Task goal = Nothing in the data may be altered; restate all of it exactly.

Stored items from a collection:
[Start of section]

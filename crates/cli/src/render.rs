//! Text output for products and listings.

use std::io::{self, Write};

use chrono::NaiveDate;
use inventory_core::Product;
use inventory_storage::Listing;

/// One line per product: identity, variant detail, then stock figures.
pub fn write_product(out: &mut impl Write, product: &Product, today: NaiveDate) -> io::Result<()> {
    write!(
        out,
        "{} | cost {:.2} | price {:.2} | qty {}",
        product,
        product.cost(),
        product.price(),
        product.quantity()
    )?;
    if product.expiration().is_some_and(|exp| exp.is_past(today)) {
        write!(out, " | EXPIRED")?;
    }
    writeln!(out)
}

/// Every product, then any records that could not be read.
pub fn write_listing(out: &mut impl Write, listing: &Listing, today: NaiveDate) -> io::Result<()> {
    if listing.products.is_empty() {
        writeln!(out, "No products in inventory")?;
    } else {
        writeln!(out, "Products ({})", listing.products.len())?;
        for product in &listing.products {
            write!(out, "  ")?;
            write_product(out, product, today)?;
        }
    }

    if !listing.failures.is_empty() {
        writeln!(out, "Unreadable records ({})", listing.failures.len())?;
        for failure in &listing.failures {
            writeln!(out, "  {}: {}", failure.code, failure.reason)?;
        }
    }
    Ok(())
}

[End of section]

Result of the exercise =
filename crates/cli/src/render.rs
//! Text output for products and listings.

use std::io::{self, Write};

use chrono::NaiveDate;
use inventory_core::Product;
use inventory_storage::Listing;

/// One line per product: identity, variant detail, then stock figures.
pub fn write_product(out: &mut impl Write, product: &Product, today: NaiveDate) -> io::Result<()> {
    write!(
        out,
        "{} | cost {:.2} | price {:.2} | qty {}",
        product,
        product.cost(),
        product.price(),
        product.quantity()
    )?;
    if product.expiration().is_some_and(|exp| exp.is_past(today)) {
        write!(out, " | EXPIRED")?;
    }
    writeln!(out)
}

/// Every product, then any records that could not be read.
pub fn write_listing(out: &mut impl Write, listing: &Listing, today: NaiveDate) -> io::Result<()> {
    if listing.products.is_empty() {
        writeln!(out, "No products in inventory")?;
    } else {
        writeln!(out, "Products ({})", listing.products.len())?;
        for product in &listing.products {
            write!(out, "  ")?;
            write_product(out, product, today)?;
        }
    }

    if !listing.failures.is_empty() {
        writeln!(out, "Unreadable records ({})", listing.failures.len())?;
        for failure in &listing.failures {
            writeln!(out, "  {}: {}", failure.code, failure.reason)?;
        }
    }
    Ok(())
}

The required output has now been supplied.